Reported cases of Valley fever in Arizona have been increasing since it became laboratory-reportable in 1997. According to the Arizona Department of Health Services, cases have doubled since 2014, with 11,627 cases reported in 2021 and 4,550 cases so far this year. A recent study of data from Banner Urgent Care clinics showed new Valley fever diagnoses normally peak in August, but cases remain elevated throughout the summer.
“Anyone can get Valley fever, including children,” said Dr. John Galgiani, director of the Valley Fever Center for Excellence, professor at the University of Arizona College of Medicine – Tucson and director of the Banner – University Medicine Valley Fever Program, which serves all of Arizona.
“Even though it’s a good idea to stay out of dust storms, infections can occur even when it is not very windy. Knowing that Valley fever occurs here in Arizona is the key,” Galgiani said. “It’s also crucial to seek medical treatment if you experience symptoms of the infection, which can include cough, fatigue, fever, muscle aches, chest pain and rash.
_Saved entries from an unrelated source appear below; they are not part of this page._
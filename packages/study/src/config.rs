use std::path::PathBuf;

use crate::catalog::{PartitionKey, StudyMode};
use crate::storage::StoreBackend;

#[derive(Debug, Clone)]
pub struct Config {
    pub data_path: PathBuf,
    pub store_path: PathBuf,
    pub store_backend: StoreBackend,
    pub seed: Option<u64>,
    pub default_level: String,
    pub default_mode: StudyMode,
    pub log_level: String,
}

impl Config {
    pub fn from_env() -> Self {
        Self::from_lookup(|name| std::env::var(name).ok())
    }

    /// Build from any variable source; unset or unparsable values fall back
    /// to defaults.
    pub fn from_lookup<F>(lookup: F) -> Self
    where
        F: Fn(&str) -> Option<String>,
    {
        let data_path = lookup("HSK_DATA_PATH")
            .map(PathBuf::from)
            .unwrap_or_else(|| PathBuf::from("assets/data.json"));

        let store_backend = lookup("HSK_STORE_BACKEND")
            .and_then(|value| value.parse::<StoreBackend>().ok())
            .unwrap_or(StoreBackend::Json);

        let store_path = lookup("HSK_STORE_PATH")
            .map(PathBuf::from)
            .unwrap_or_else(|| default_store_path(store_backend));

        let seed = lookup("HSK_SEED").and_then(|value| value.parse::<u64>().ok());

        let default_level = lookup("HSK_DEFAULT_LEVEL")
            .filter(|value| !value.trim().is_empty())
            .unwrap_or_else(|| "HSK1".to_string());

        let default_mode = lookup("HSK_DEFAULT_MODE")
            .and_then(|value| value.parse::<StudyMode>().ok())
            .unwrap_or(StudyMode::Text);

        let log_level = lookup("RUST_LOG").unwrap_or_else(|| "warn".to_string());

        Self {
            data_path,
            store_path,
            store_backend,
            seed,
            default_level,
            default_mode,
            log_level,
        }
    }

    /// Switch backend; a store path that was still the default follows it
    pub fn set_backend(&mut self, backend: StoreBackend) {
        if self.store_path == default_store_path(self.store_backend) {
            self.store_path = default_store_path(backend);
        }
        self.store_backend = backend;
    }

    pub fn default_partition(&self) -> PartitionKey {
        PartitionKey::new(self.default_level.clone(), self.default_mode)
    }
}

fn default_store_path(backend: StoreBackend) -> PathBuf {
    let file = match backend {
        StoreBackend::Sqlite => "weights.db",
        StoreBackend::Json | StoreBackend::Memory => "weights.json",
    };
    dirs::data_dir()
        .unwrap_or_else(|| PathBuf::from("."))
        .join("hsk-drill")
        .join(file)
}
//! Weight persistence and reconciliation
//!
//! `WeightStore` turns the raw key-value provider into per-partition weight
//! maps. Loading is a pure merge against the catalog's key set; saving writes
//! the whole map verbatim.

use std::collections::BTreeSet;

use hsk_algo::{sanitize_weights, WeightMap};

use crate::catalog::PartitionKey;
use crate::storage::{KeyValueStore, StorageError, StorageResult};

pub struct WeightStore<S> {
    store: S,
}

impl<S: KeyValueStore> WeightStore<S> {
    pub fn new(store: S) -> Self {
        Self { store }
    }

    /// Underlying key-value provider
    pub fn store(&self) -> &S {
        &self.store
    }

    /// Load the partition's weights and reconcile them with `valid_keys`.
    ///
    /// Every valid key missing from storage is added at the default weight;
    /// stored keys that are no longer valid are kept. A value that cannot be
    /// parsed is treated as absent. Nothing is written back.
    pub fn load(
        &self,
        partition: &PartitionKey,
        valid_keys: &BTreeSet<String>,
    ) -> StorageResult<WeightMap> {
        let storage_key = partition.storage_key();

        let mut weights = match self.store.get(&storage_key)? {
            Some(raw) => match serde_json::from_str::<WeightMap>(&raw) {
                Ok(weights) => weights,
                Err(err) => {
                    tracing::warn!(
                        partition = %partition,
                        error = %err,
                        "persisted weights are corrupt, reinitializing"
                    );
                    WeightMap::new()
                }
            },
            None => WeightMap::new(),
        };

        let repaired = sanitize_weights(&mut weights);
        if repaired > 0 {
            tracing::warn!(partition = %partition, repaired, "clamped out-of-range weights");
        }

        let added = weights.fill_missing(valid_keys);
        tracing::debug!(
            partition = %partition,
            total = weights.len(),
            added,
            "weights loaded"
        );

        Ok(weights)
    }

    /// Load and split into the draft pool (keys in `valid_keys`) and the
    /// dormant stale keys that are only carried along on save.
    pub fn load_split(
        &self,
        partition: &PartitionKey,
        valid_keys: &BTreeSet<String>,
    ) -> StorageResult<(WeightMap, WeightMap)> {
        let mut pool = self.load(partition, valid_keys)?;
        let dormant = pool.retain_keys(valid_keys);
        Ok((pool, dormant))
    }

    /// Persist the full mapping for a partition (last write wins)
    pub fn save(&self, partition: &PartitionKey, weights: &WeightMap) -> StorageResult<()> {
        let raw = serde_json::to_string(weights)
            .map_err(|e| StorageError::Serialization(e.to_string()))?;
        self.store.set(&partition.storage_key(), &raw)?;
        tracing::trace!(partition = %partition, count = weights.len(), "weights saved");
        Ok(())
    }

    /// Overwrite the partition with every valid key at the default weight
    pub fn reset(
        &self,
        partition: &PartitionKey,
        valid_keys: &BTreeSet<String>,
    ) -> StorageResult<WeightMap> {
        let weights = WeightMap::with_keys(valid_keys.iter().cloned());
        self.save(partition, &weights)?;
        tracing::info!(partition = %partition, count = weights.len(), "weights reset");
        Ok(weights)
    }
}
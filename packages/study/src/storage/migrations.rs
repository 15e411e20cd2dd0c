//! 数据库迁移模块
//!
//! `kv_store` 表的版本化迁移，已执行的版本记录在 `schema_migrations` 中。
//! 每个迁移连同它的记录行在同一个事务里提交。

use std::collections::BTreeSet;

use rusqlite::{params, Connection};

use crate::storage::{StorageError, StorageResult};

/// 当前数据库 schema 版本
pub const CURRENT_SCHEMA_VERSION: i32 = 2;

#[derive(Debug, Clone, Copy)]
pub struct Migration {
    pub version: i32,
    pub name: &'static str,
    pub sql: &'static str,
}

/// 全部迁移，按版本号升序
pub const MIGRATIONS: &[Migration] = &[
    Migration {
        version: 1,
        name: "kv store",
        sql: "CREATE TABLE IF NOT EXISTS kv_store (
                  key TEXT PRIMARY KEY,
                  value TEXT NOT NULL
              );",
    },
    // 写入时间只用于排查问题
    Migration {
        version: 2,
        name: "kv store updated_at",
        sql: "ALTER TABLE kv_store ADD COLUMN updated_at TEXT;
              UPDATE kv_store SET updated_at = datetime('now') WHERE updated_at IS NULL;",
    },
];

const CREATE_MIGRATIONS_TABLE: &str = "CREATE TABLE IF NOT EXISTS schema_migrations (
    version INTEGER PRIMARY KEY,
    name TEXT NOT NULL,
    applied_at TEXT NOT NULL DEFAULT (datetime('now'))
);";

fn applied_versions(conn: &Connection) -> StorageResult<BTreeSet<i32>> {
    conn.execute_batch(CREATE_MIGRATIONS_TABLE)
        .map_err(|e| StorageError::Migration(format!("cannot create schema_migrations: {e}")))?;

    let mut stmt = conn.prepare("SELECT version FROM schema_migrations")?;
    let versions = stmt
        .query_map([], |row| row.get::<_, i32>(0))?
        .collect::<Result<BTreeSet<_>, _>>()?;
    Ok(versions)
}

/// 当前数据库版本；未迁移或无法读取时为 0
pub fn get_current_version(conn: &Connection) -> i32 {
    applied_versions(conn)
        .ok()
        .and_then(|versions| versions.last().copied())
        .unwrap_or(0)
}

fn apply(conn: &Connection, migration: &Migration) -> StorageResult<()> {
    let tx = conn.unchecked_transaction()?;
    tx.execute_batch(migration.sql).map_err(|e| {
        StorageError::Migration(format!("v{} ({}) failed: {e}", migration.version, migration.name))
    })?;
    tx.execute(
        "INSERT INTO schema_migrations (version, name) VALUES (?1, ?2)",
        params![migration.version, migration.name],
    )?;
    tx.commit()?;
    Ok(())
}

/// 执行所有未执行的迁移，返回最终版本号
pub fn run_migrations(conn: &Connection) -> StorageResult<i32> {
    let applied = applied_versions(conn)?;
    let pending: Vec<&Migration> = MIGRATIONS
        .iter()
        .filter(|m| !applied.contains(&m.version))
        .collect();

    if pending.is_empty() {
        return Ok(applied.last().copied().unwrap_or(0));
    }

    for migration in pending {
        tracing::info!(version = migration.version, name = migration.name, "applying migration");
        if let Err(err) = apply(conn, migration) {
            tracing::error!(version = migration.version, error = %err, "migration failed");
            return Err(err);
        }
    }

    Ok(get_current_version(conn))
}

#[cfg(test)]
mod tests {
    use super::*;

    #[test]
    fn test_fresh_database_reaches_current_version() {
        let conn = Connection::open_in_memory().unwrap();
        assert_eq!(get_current_version(&conn), 0);

        assert_eq!(run_migrations(&conn).unwrap(), CURRENT_SCHEMA_VERSION);
        assert_eq!(get_current_version(&conn), CURRENT_SCHEMA_VERSION);
    }

    #[test]
    fn test_migrations_are_idempotent() {
        let conn = Connection::open_in_memory().unwrap();
        run_migrations(&conn).unwrap();
        assert_eq!(run_migrations(&conn).unwrap(), CURRENT_SCHEMA_VERSION);

        let count: i64 = conn
            .query_row("SELECT COUNT(*) FROM schema_migrations", [], |row| row.get(0))
            .unwrap();
        assert_eq!(count, MIGRATIONS.len() as i64);
    }

    #[test]
    fn test_v2_backfills_updated_at() {
        let conn = Connection::open_in_memory().unwrap();
        applied_versions(&conn).unwrap();
        apply(&conn, &MIGRATIONS[0]).unwrap();
        conn.execute("INSERT INTO kv_store (key, value) VALUES ('k', 'v')", [])
            .unwrap();

        run_migrations(&conn).unwrap();

        let updated_at: Option<String> = conn
            .query_row("SELECT updated_at FROM kv_store WHERE key = 'k'", [], |row| row.get(0))
            .unwrap();
        assert!(updated_at.is_some());
    }

    #[test]
    fn test_failed_migration_rolls_back() {
        let conn = Connection::open_in_memory().unwrap();
        applied_versions(&conn).unwrap();
        let broken = Migration {
            version: 99,
            name: "broken",
            sql: "CREATE TABLE t (x INTEGER); THIS IS NOT SQL;",
        };

        assert!(matches!(apply(&conn, &broken), Err(StorageError::Migration(_))));

        let exists: i64 = conn
            .query_row(
                "SELECT COUNT(*) FROM sqlite_master WHERE type = 'table' AND name = 't'",
                [],
                |row| row.get(0),
            )
            .unwrap();
        assert_eq!(exists, 0);
        assert_eq!(get_current_version(&conn), 0);
    }
}
//! Common Types and Constants
//!
//! Shared data structures used by the drafter and the sanitizer.

use std::collections::btree_map;
use std::collections::{BTreeMap, BTreeSet};
use std::str::FromStr;

use serde::{Deserialize, Serialize};

// ==================== Constants ====================

/// Weight given to an item that has never been reviewed
pub const DEFAULT_WEIGHT: f64 = 1.0;

/// Ceiling that routine reinforcement never pushes a weight past
pub const WEIGHT_CEILING: f64 = 1.0;

/// Weight assigned to an item answered incorrectly
pub const FAILURE_WEIGHT: f64 = 2.0;

/// Smallest weight an item may carry; keeps every item drawable
pub const WEIGHT_FLOOR: f64 = 1e-3;

// ==================== Weight Map ====================

/// Per-partition mapping from item key to drafting weight.
///
/// Keys iterate in sorted order, which gives the drafter's linear scan a stable
/// walk order for reproducible seeded tests. Serializes as a flat JSON object.
#[derive(Clone, Debug, Default, PartialEq, Serialize, Deserialize)]
#[serde(transparent)]
pub struct WeightMap {
    weights: BTreeMap<String, f64>,
}

impl WeightMap {
    pub fn new() -> Self {
        Self::default()
    }

    /// Build a mapping with every key at [`DEFAULT_WEIGHT`]
    pub fn with_keys<I, K>(keys: I) -> Self
    where
        I: IntoIterator<Item = K>,
        K: Into<String>,
    {
        Self {
            weights: keys
                .into_iter()
                .map(|k| (k.into(), DEFAULT_WEIGHT))
                .collect(),
        }
    }

    pub fn get(&self, key: &str) -> Option<f64> {
        self.weights.get(key).copied()
    }

    /// Insert or overwrite a weight, returning the previous value
    pub fn insert(&mut self, key: impl Into<String>, weight: f64) -> Option<f64> {
        self.weights.insert(key.into(), weight)
    }

    pub fn len(&self) -> usize {
        self.weights.len()
    }

    pub fn is_empty(&self) -> bool {
        self.weights.is_empty()
    }

    pub fn contains_key(&self, key: &str) -> bool {
        self.weights.contains_key(key)
    }

    pub fn keys(&self) -> impl Iterator<Item = &str> {
        self.weights.keys().map(String::as_str)
    }

    pub fn iter(&self) -> impl Iterator<Item = (&str, f64)> {
        self.weights.iter().map(|(k, w)| (k.as_str(), *w))
    }

    pub fn iter_mut(&mut self) -> btree_map::IterMut<'_, String, f64> {
        self.weights.iter_mut()
    }

    /// Sum of all weights
    pub fn total(&self) -> f64 {
        self.weights.values().sum()
    }

    /// Insert every key from `keys` that is not already present at
    /// [`DEFAULT_WEIGHT`]. Existing weights are left untouched.
    ///
    /// Returns the number of keys added.
    pub fn fill_missing<'a, I>(&mut self, keys: I) -> usize
    where
        I: IntoIterator<Item = &'a String>,
    {
        let mut added = 0;
        for key in keys {
            if !self.weights.contains_key(key) {
                self.weights.insert(key.clone(), DEFAULT_WEIGHT);
                added += 1;
            }
        }
        added
    }

    /// Keep only the keys in `valid`, returning the entries that were removed
    pub fn retain_keys(&mut self, valid: &BTreeSet<String>) -> WeightMap {
        let (kept, removed): (BTreeMap<_, _>, BTreeMap<_, _>) =
            std::mem::take(&mut self.weights)
                .into_iter()
                .partition(|(k, _)| valid.contains(k));
        self.weights = kept;
        WeightMap { weights: removed }
    }

    /// Copy every entry of `other` into this mapping, overwriting on conflict
    pub fn merge(&mut self, other: &WeightMap) {
        for (k, w) in &other.weights {
            self.weights.insert(k.clone(), *w);
        }
    }
}

impl FromIterator<(String, f64)> for WeightMap {
    fn from_iter<T: IntoIterator<Item = (String, f64)>>(iter: T) -> Self {
        Self {
            weights: iter.into_iter().collect(),
        }
    }
}

impl<'a> IntoIterator for &'a WeightMap {
    type Item = (&'a String, &'a f64);
    type IntoIter = btree_map::Iter<'a, String, f64>;

    fn into_iter(self) -> Self::IntoIter {
        self.weights.iter()
    }
}

// ==================== Review Types ====================

/// Result of a single review as reported by the learner
#[derive(Debug, Clone, Copy, PartialEq, Eq, Serialize, Deserialize)]
#[serde(rename_all = "lowercase")]
pub enum ReviewOutcome {
    Success,
    Failure,
}

impl FromStr for ReviewOutcome {
    type Err = String;

    /// Accepts the stored names and the learner's y/n answers (also `s`/`sim`, `nao`)
    fn from_str(s: &str) -> Result<Self, Self::Err> {
        match s.trim().to_lowercase().as_str() {
            "success" | "pass" | "correct" | "y" | "yes" | "s" | "sim" => Ok(ReviewOutcome::Success),
            "failure" | "fail" | "incorrect" | "n" | "no" | "nao" | "não" => Ok(ReviewOutcome::Failure),
            other => Err(format!("unknown review outcome `{other}`")),
        }
    }
}

impl ReviewOutcome {
    pub fn as_str(&self) -> &'static str {
        match self {
            ReviewOutcome::Success => "success",
            ReviewOutcome::Failure => "failure",
        }
    }
}

/// Success-path parameters, chosen by how many items compete in a partition
#[derive(Debug, Clone, Copy, PartialEq, Serialize, Deserialize)]
pub struct PolicyConfig {
    /// Weight the reviewed item drops to
    pub min_weight: f64,
    /// Amount every other item recovers by
    pub increment: f64,
}

impl PolicyConfig {
    /// Staircase lookup: larger catalogs suppress harder and recover faster
    pub fn for_item_count(n: usize) -> Self {
        let (min_weight, increment) = match n {
            0..=29 => (0.1, 0.01),
            30..=89 => (0.05, 0.02),
            90..=179 => (0.02, 0.03),
            _ => (0.01, 0.05),
        };
        Self {
            min_weight,
            increment,
        }
    }
}

/// What a reinforcement call changed
#[derive(Debug, Clone, PartialEq, Serialize, Deserialize)]
pub struct ReinforceReport {
    /// Reviewed item key
    pub key: String,
    pub outcome: ReviewOutcome,
    /// Policy used on the success path; `None` for failures
    pub policy: Option<PolicyConfig>,
    /// Weight of the reviewed key before the update
    pub previous_weight: f64,
    /// Weight of the reviewed key after the update
    pub new_weight: f64,
    /// Number of other keys whose weight changed
    pub recovered: usize,
}

/// Health summary of a weight mapping
#[derive(Debug, Clone, Serialize, Deserialize)]
pub struct WeightDiagnostics {
    pub is_healthy: bool,
    pub count: usize,
    pub total: f64,
    pub min_weight: f64,
    pub max_weight: f64,
    /// Keys above the ceiling (failed and not yet re-reviewed)
    pub elevated_count: usize,
    /// Keys below the ceiling (recently reviewed successfully)
    pub suppressed_count: usize,
    pub has_nan: bool,
    pub has_inf: bool,
    pub message: String,
}

// ==================== Tests ====================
If you think you might have Valley fever, ask your doctor for the simple blood test to check.”
Diagnosis requires specific testing, and without it, Valley fever may be indistinguishable from COVID-19 or bacterial pneumonia. Symptoms typically develop one to three weeks following infection, and it’s not uncommon for people to wait for a week or two before seeking medical care. Some people infected by the fungus don’t experience any symptoms.
A small number of infections are serious and can involve the skin, bones or brain. These complications are much more serious, and often require management with medications for years or the rest of one’s life. In some cases, surgery may be required to control the infection.
Fortunately, about two-thirds of infected people do not get sick enough to seek medical attention and fully recover on their own. In cases that do require medical care, symptoms can last for weeks, or even months, but eventually subside. The disease is not contagious, and those who have been infected become immune.
Since many Valley fever cases go undiagnosed, or diagnoses are delayed due to lack of awareness among medical providers, Banner Health and the Valley Fever Center for Excellence recently partnered to adopt new protocols to help physicians more quickly recognize, diagnose and treat patients with Valley fever infections. These protocols are also being made available more publicly to increase community awareness.
Seasonal residents and visitors to Arizona pose a unique challenge because they may become infected and leave Arizona before showing symptoms. Medical providers in areas of the country where Valley fever is not endemic are much less likely to be aware of the disease, and may attribute Valley fever symptoms to severe flu or other conditions. Misdiagnosis can lead to significant delays in treatment, potentially allowing the infection to spread and become more serious.